The workouts and run sections can change depending on the race location, so each event has its own character.
Running is usually included in workouts 5-8 times in lengths from 400 to 1200 meters. Everything is designed to make the race as challenging as possible, but at the same time fun.
We recommend you to read the standards of the specific race thoroughly and to get a better idea, watch the video demonstration of each exercise.
DB Farmers CARRY
The exercise begins with the athlete holding the one-armed handles in the farmer carry position (along the body). Athletes walk 150m. Athlete alternation for teams is arbitrary, for teams 300m and for the mix category 150m synchro. The athlete after completing the workout returns the kettlebell back to the designated zone. The DB is not a throwing implement and therefore there is a penalty for any throw. We are primarily concerned with your safety. Direction is only in front.
SANDBAG MOVE
The athlete begins each repetition with the sandbag placed on the ground in a pre-marked zone. After picking up the sandbag from the ground, the athlete receives the sandbag on his shoulder (it is his choice whether on the right or left) and carries it to the second marked zone. Upon reaching the next zone, the athlete places the sandbag on the ground. He then continues with the next repetition in the same manner.

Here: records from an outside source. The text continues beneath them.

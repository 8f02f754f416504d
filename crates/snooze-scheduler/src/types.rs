use serde::{Deserialize, Serialize};

use crate::error::SchedulerError;

/// The supported outbound methods. Anything else is rejected at validation.
#[derive(Debug, Clone, Copy, PartialEq, Eq)]
pub enum HttpMethod {
    Get,
    Post,
    Put,
    Patch,
    Delete,
}

impl HttpMethod {
    pub fn as_str(&self) -> &'static str {
        match self {
            HttpMethod::Get => "GET",
            HttpMethod::Post => "POST",
            HttpMethod::Put => "PUT",
            HttpMethod::Patch => "PATCH",
            HttpMethod::Delete => "DELETE",
        }
    }

    pub fn to_reqwest(self) -> reqwest::Method {
        match self {
            HttpMethod::Get => reqwest::Method::GET,
            HttpMethod::Post => reqwest::Method::POST,
            HttpMethod::Put => reqwest::Method::PUT,
            HttpMethod::Patch => reqwest::Method::PATCH,
            HttpMethod::Delete => reqwest::Method::DELETE,
        }
    }
}

impl std::fmt::Display for HttpMethod {
    fn fmt(&self, f: &mut std::fmt::Formatter<'_>) -> std::fmt::Result {
        write!(f, "{}", self.as_str())
    }
}

impl std::str::FromStr for HttpMethod {
    type Err = SchedulerError;

    /// Case-insensitive: `"patch"` normalizes to `PATCH`.
    fn from_str(s: &str) -> std::result::Result<Self, Self::Err> {
        match s.to_ascii_uppercase().as_str() {
            "GET" => Ok(HttpMethod::Get),
            "POST" => Ok(HttpMethod::Post),
            "PUT" => Ok(HttpMethod::Put),
            "PATCH" => Ok(HttpMethod::Patch),
            "DELETE" => Ok(HttpMethod::Delete),
            other => Err(SchedulerError::UnsupportedMethod(other.to_string())),
        }
    }
}

/// Wire payload persisted with each job.
#[derive(Debug, Clone, Serialize, Deserialize)]
#[serde(rename_all = "camelCase")]
pub struct JobPayload {
    pub target_url: String,
    pub method: String,
}
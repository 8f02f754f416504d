use thiserror::Error;

#[derive(Debug, Error)]
pub enum SnoozeError {
    #[error("Configuration error: {0}")]
    Config(String),
}

pub type Result<T> = std::result::Result<T, SnoozeError>;
use thiserror::Error;

/// Validation and store errors surfaced by the scheduler service.
#[derive(Debug, Error)]
pub enum SchedulerError {
    /// `targetUrl` is not a well-formed absolute http(s) URL.
    #[error("targetUrl must be a valid absolute http(s) URL")]
    InvalidUrl,

    /// The method is outside the supported set.
    #[error("Unsupported HTTP method {0}")]
    UnsupportedMethod(String),

    /// `runAt` matches neither HH:mm nor a parseable date-time string.
    #[error("runAt must be either HH:mm or an ISO-8601 date string")]
    InvalidRunAt,

    /// The resolved instant is not strictly in the future.
    #[error("runAt must be in the future")]
    PastRunAt,

    /// Futurity re-check at enqueue time failed (the boundary was crossed
    /// while processing).
    #[error("runAt must be in the future")]
    NonPositiveDelay,

    #[error("Serialization error: {0}")]
    Serialization(#[from] serde_json::Error),

    /// Underlying queue error.
    #[error(transparent)]
    Queue(#[from] snooze_queue::QueueError),
}

pub type Result<T> = std::result::Result<T, SchedulerError>;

When lifting the sandbag from the ground, the athlete must go through a full body extension, i.e. extending the knees, hips and straightening the torso. The repetition is completed when the sandbag is placed on the ground within the correct marked zone. It is not permitted to merely lift the sandbag or move it outside the marked zones.
RUN 400m
The athlete must complete the prescribed running route in its entirety. The run begins by crossing the marked start line and ends by running to the marked finish point or entering the next designated zone. The athlete is obliged to stick to the marked route throughout the run. Shortening the route, going off the route or not running all the mandatory sections is not allowed. If the athlete does not complete the running section within the prescribed range or deviates from the marked route, a time penalty will follow according to the rules of the specific race.
Faster athletes should move to the left, while athletes with a slower average pace per kilometre should stay on the right. The goal is to ensure a smooth and safe race for all participants.
D. DUMBBELL GROUND TO OVERHEAD
The athlete performs a total of 50 repetitions. Each repetition starts from the ground with both dumbbells on the ground. The athlete grasps both dumbbells and moves them overhead. The exercise can be performed with either a snatch technique (DB goes overhead in one smooth motion) or a clean & jerk (DB goes one pull to the shoulders where they stop, then continue overhead).
A valid repetition is completed when both dumbbells are overhead in full extension - elbows extended, torso erect and athlete standing in line (knees and hips fully extended). At the end of the repetition, the dumbbell must be clearly fixed overhead.Each subsequent repetition begins again from the ground. After each valid repetition, both dumbbells must touch the ground at the same time. A touch counts even if only one dumbbell head touches the ground, but both dumbbells must be touched simultaneously.
DOUBLE KTB OH CARRY
Kettlebells are always ready in the marked zone. The athlete takes the kettlebell himself and starts behind the marked starting line. At the start of the exercise, the athlete lifts both kettlebells above his/her head and holds them at full extension. He then continues walking along the track. A valid carry is only valid if the athlete holds both KTBs above his head throughout the carry. The KTB must not drop below the level of the head, it is recommended to keep the elbows extended at all times.
The athlete may interrupt the carry at any time (putting down the kettlebell), but must continue from the place where the KTB was put down. It is not allowed to move forward without the kettlebell.After completing one lap of the course (100 m) the athlete puts the ktb back in the marked zone from which he took it. The kettlebell must be put away under control not the throwing equipment.
BURPEE BROAD JUMP
The athlete starts behind the marked starting line. The goal is to cover a distance of 60 m using the burpee broad jump exercise along the marked course. Each repetition starts from a standing position. The athlete performs the burpee by placing the hands on the ground at the feet and moving in a controlled manner to the bottom position where the chest and thighs touch the ground. The athlete then rises back to a standing position and performs a broad jump. The impact must be on both feet simultaneously. After the landing, the athlete immediately continues with the next repetition.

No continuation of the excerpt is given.